On Sat, Apr 1, 2023 at 11:36 PM Erik Moeller eloquence@gmail.com wrote:
Openly licensed models for machine translation like Facebook's M2M (https://huggingface.co/facebook/m2m100_418M) or text generation like Cerebras-GPT-13B (https://huggingface.co/cerebras/Cerebras-GPT-13B) and GPT-NeoX-20B (https://huggingface.co/EleutherAI/gpt-neox-20b) seem like better targets for running on Wikimedia infrastructure, if there's any merit to be found in running them at this stage.

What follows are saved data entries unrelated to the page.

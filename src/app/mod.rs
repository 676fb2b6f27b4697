pub mod cli;
pub mod config;
pub mod events;
pub mod input_handler;
pub mod pending;
pub mod state;

use crate::artwork::Artwork;
use crate::commands::CommandExecutor;
use crate::error::RemoteResult;
use crate::gesture::{GestureEffect, HoldTracker};
use crate::logging::LogHandle;
use crate::player::{RemoteClient, Snapshot, Track};
use crate::reconcile::{self, MetadataOutcome, SnapshotOutcome};
use crate::scheduler::Scheduler;
use crate::transport::{Backoff, Dialer, Endpoint, Transport};
use crate::ui::{self, ViewModel};
use config::{Timing, UserConfig};
use events::{AppEvent, EventReceiver, EventSender};
use state::StateStore;
use std::sync::Arc;
use tokio::time::Instant;
use tracing::{debug, info, warn};

/// The plugin: owns every piece of mutable state and reacts to one event
/// at a time.
pub struct App {
    pub store: StateStore,
    transport: Transport,
    remote: Arc<dyn RemoteClient>,
    executor: CommandExecutor,
    scheduler: Scheduler,
    holds: HoldTracker,
    events: EventSender,
    timing: Timing,
    log: Option<LogHandle>,
}

impl App {
    pub fn new(remote: Arc<dyn RemoteClient>, dialer: Box<dyn Dialer>, events: EventSender, config: &UserConfig) -> Self {
        let timing = config.timing;
        let backoff = Backoff::new(timing.reconnect_base(), timing.reconnect_max());
        Self {
            store: StateStore::new(timing.volume_guard()),
            transport: Transport::new(dialer, events.clone(), backoff),
            executor: CommandExecutor::new(Arc::clone(&remote), events.clone(), timing),
            scheduler: Scheduler::new(timing),
            holds: HoldTracker::new(timing),
            remote,
            events,
            timing,
            log: None,
        }
    }

    pub fn with_logging(mut self, log: LogHandle) -> Self {
        self.log = Some(log);
        self
    }

    pub fn connect(&mut self, endpoint: Endpoint) {
        self.transport.connect(endpoint);
    }

    pub fn transport(&self) -> &Transport {
        &self.transport
    }

    pub fn scheduler(&self) -> &Scheduler {
        &self.scheduler
    }

    pub fn holds(&self) -> &HoldTracker {
        &self.holds
    }

    pub fn executor(&self) -> &CommandExecutor {
        &self.executor
    }

    /// Drives the app until shutdown or until every sender is gone.
    pub async fn run(mut self, mut rx: EventReceiver) {
        while let Some(event) = rx.recv().await {
            if !self.handle_event(event, Instant::now()) {
                break;
            }
        }
        info!("Event loop finished");
    }

    /// Returns false once the app should stop.
    pub fn handle_event(&mut self, event: AppEvent, now: Instant) -> bool {
        match event {
            AppEvent::Transport(event) => {
                let was_open = self.transport.is_open();
                let inbound = self.transport.handle_event(event);
                if !was_open && self.transport.is_open() {
                    self.store.contexts.invalidate_all();
                }
                if let Some(inbound) = inbound {
                    self.handle_inbound(inbound, now);
                }
            }
            AppEvent::PollTick => self.poll(),
            AppEvent::RenderTick => self.render_all(now),
            AppEvent::Timeline(result) => self.on_timeline(result, now),
            AppEvent::Metadata { rating_key, result } => self.on_metadata(&rating_key, result, now),
            AppEvent::ChildCount { parent_key, count } => {
                if self.store.set_album_track_count(&parent_key, count) {
                    self.render_all(now);
                }
            }
            AppEvent::Artwork { path, art } => {
                if self.store.set_artwork(&path, art) {
                    self.render_all(now);
                }
            }
            AppEvent::CommandFailed {
                command,
                rollback,
                error,
            } => {
                self.executor
                    .on_command_failed(&mut self.store, command, rollback, &error, now);
                self.render_all(now);
            }
            AppEvent::RatingDue { rating_key, rating } => {
                self.executor.on_rating_due(&self.store, rating_key, rating);
            }
            AppEvent::HoldThreshold { context, press } => {
                let position = self.store.displayed_position(now);
                let duration = self.store.session().duration_ms;
                let effects = self
                    .holds
                    .on_threshold(&context, press, position, duration, &self.events);
                self.apply_gesture(&context, effects, now);
            }
            AppEvent::HoldRepeat { context, press } => {
                let duration = self.store.session().duration_ms;
                let effects = self.holds.on_repeat(&context, press, duration);
                self.apply_gesture(&context, effects, now);
            }
            AppEvent::OverlayExpired { context, serial } => {
                if self.store.contexts.expire_overlay(&context, serial) {
                    self.render_context(&context, now);
                }
            }
            AppEvent::Shutdown => {
                info!("Shutting down");
                self.scheduler.stop();
                self.transport.close();
                return false;
            }
        }
        true
    }

    // ------------------------------------------------------------------
    // Poll chain: timeline, then metadata when the identity changed.
    // ------------------------------------------------------------------

    fn poll(&mut self) {
        if !self.scheduler.begin_poll() {
            return;
        }
        let remote = Arc::clone(&self.remote);
        let events = self.events.clone();
        tokio::spawn(async move {
            let result = remote.fetch_timeline().await;
            let _ = events.send(AppEvent::Timeline(result));
        });
    }

    fn on_timeline(&mut self, result: RemoteResult<Option<Snapshot>>, now: Instant) {
        let outcome = match result {
            Ok(snapshot) => Some(reconcile::apply_snapshot(&mut self.store, snapshot, now)),
            Err(e) => reconcile::apply_poll_error(&mut self.store, &e),
        };
        match outcome {
            Some(SnapshotOutcome::LoadTrack(key)) | Some(SnapshotOutcome::ProbeRating(key)) => {
                self.fetch_metadata(key);
            }
            Some(SnapshotOutcome::NoSession { cleared: true }) => {
                self.executor.cancel_rating();
                self.scheduler.finish_poll();
                self.render_all(now);
            }
            _ => self.scheduler.finish_poll(),
        }
    }

    fn fetch_metadata(&self, rating_key: String) {
        let remote = Arc::clone(&self.remote);
        let events = self.events.clone();
        tokio::spawn(async move {
            let result = remote.fetch_metadata(&rating_key).await;
            let _ = events.send(AppEvent::Metadata { rating_key, result });
        });
    }

    fn on_metadata(&mut self, rating_key: &str, result: RemoteResult<Option<Track>>, now: Instant) {
        self.scheduler.finish_poll();
        let track = match result {
            Ok(track) => track,
            Err(e) => {
                warn!("Metadata for {} unavailable: {}", rating_key, e);
                return;
            }
        };
        match reconcile::apply_metadata(&mut self.store, rating_key, track) {
            MetadataOutcome::Discarded => {}
            MetadataOutcome::RatingReconciled { .. } => self.render_all(now),
            MetadataOutcome::Loaded {
                fetch_children,
                fetch_art,
            } => {
                if let Some(parent_key) = fetch_children {
                    self.fetch_child_count(parent_key);
                }
                if let Some(path) = fetch_art {
                    self.fetch_artwork(path);
                }
                self.render_all(now);
            }
        }
    }

    fn fetch_child_count(&self, parent_key: String) {
        let remote = Arc::clone(&self.remote);
        let events = self.events.clone();
        tokio::spawn(async move {
            let count = match remote.fetch_child_count(&parent_key).await {
                Ok(count) => count,
                Err(e) => {
                    debug!("Album track count unavailable: {}", e);
                    None
                }
            };
            let _ = events.send(AppEvent::ChildCount { parent_key, count });
        });
    }

    fn fetch_artwork(&self, path: String) {
        let remote = Arc::clone(&self.remote);
        let events = self.events.clone();
        tokio::spawn(async move {
            let art = match remote.fetch_art(&path).await {
                Ok(bytes) => Artwork::load(bytes).await,
                Err(e) => Err(e),
            };
            let art = match art {
                Ok(art) => Some(Arc::new(art)),
                Err(e) => {
                    warn!("Album art {} unavailable: {}", path, e);
                    None
                }
            };
            let _ = events.send(AppEvent::Artwork { path, art });
        });
    }

    // ------------------------------------------------------------------
    // Hold gesture
    // ------------------------------------------------------------------

    fn apply_gesture(&mut self, context: &str, effects: Vec<GestureEffect>, now: Instant) {
        for effect in effects {
            match effect {
                GestureEffect::Seek(position) => {
                    self.executor.seek_to(&mut self.store, position as i64, now);
                }
                GestureEffect::Animate { frame } => {
                    let Some(direction) = self.store.contexts.kind(context).and_then(|k| k.seek_direction())
                    else {
                        continue;
                    };
                    let title = ui::hold_frame(context, direction, frame, self.timing.seek_step_ms);
                    self.transport.send(&title);
                    if let Some(entry) = self.store.contexts.get_mut(context) {
                        entry.invalidate();
                    }
                }
                GestureEffect::Settle => {
                    if let Some(entry) = self.store.contexts.get_mut(context) {
                        entry.invalidate();
                    }
                    self.render_context(context, now);
                }
                GestureEffect::Tap(kind) => self.tap(context, kind, now),
            }
        }
    }

    // ------------------------------------------------------------------
    // Rendering
    // ------------------------------------------------------------------

    /// Refreshes every context except those showing an overlay or a seek
    /// animation.
    pub fn render_all(&mut self, now: Instant) {
        if !self.transport.is_open() {
            return;
        }
        let view = ViewModel::capture(&self.store, now);
        for (context, entry) in self.store.contexts.iter_mut() {
            if entry.overlay.is_some() || self.holds.is_animating(context) {
                continue;
            }
            for message in ui::render_context(&view, context, entry) {
                self.transport.send(&message);
            }
        }
    }

    fn render_context(&mut self, context: &str, now: Instant) {
        if !self.transport.is_open() || self.holds.is_animating(context) {
            return;
        }
        let view = ViewModel::capture(&self.store, now);
        let Some(entry) = self.store.contexts.get_mut(context) else {
            return;
        };
        for message in ui::render_context(&view, context, entry) {
            self.transport.send(&message);
        }
    }
}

Note that Facebook's proprietary but widely circulated LLaMA model has triggered a lot of work on dramatically improving performance of LLMs through more efficient implementations, to the point that you can run a decent quality LLM (and combine it with OpenAI's freely licensed voice detection model) on a consumer grade laptop:
https://github.com/ggerganov/llama.cpp
While I'm not sure if the "hallucination" problem is tractable when all you have is an LLM, I am confident (based on, e.g., the recent results with Alpaca: https://crfm.stanford.edu/2023/03/13/alpaca.html) that the performance of smaller models will continue to increase as we find better ways to train, steer, align, modularize and extend them.
to host open models like above would be really cool for multiple reasons, the most important one to bring back the openess into the training, besides the many voices out of the movement considering various social aspects one would never have the idea of otherwise.
rupert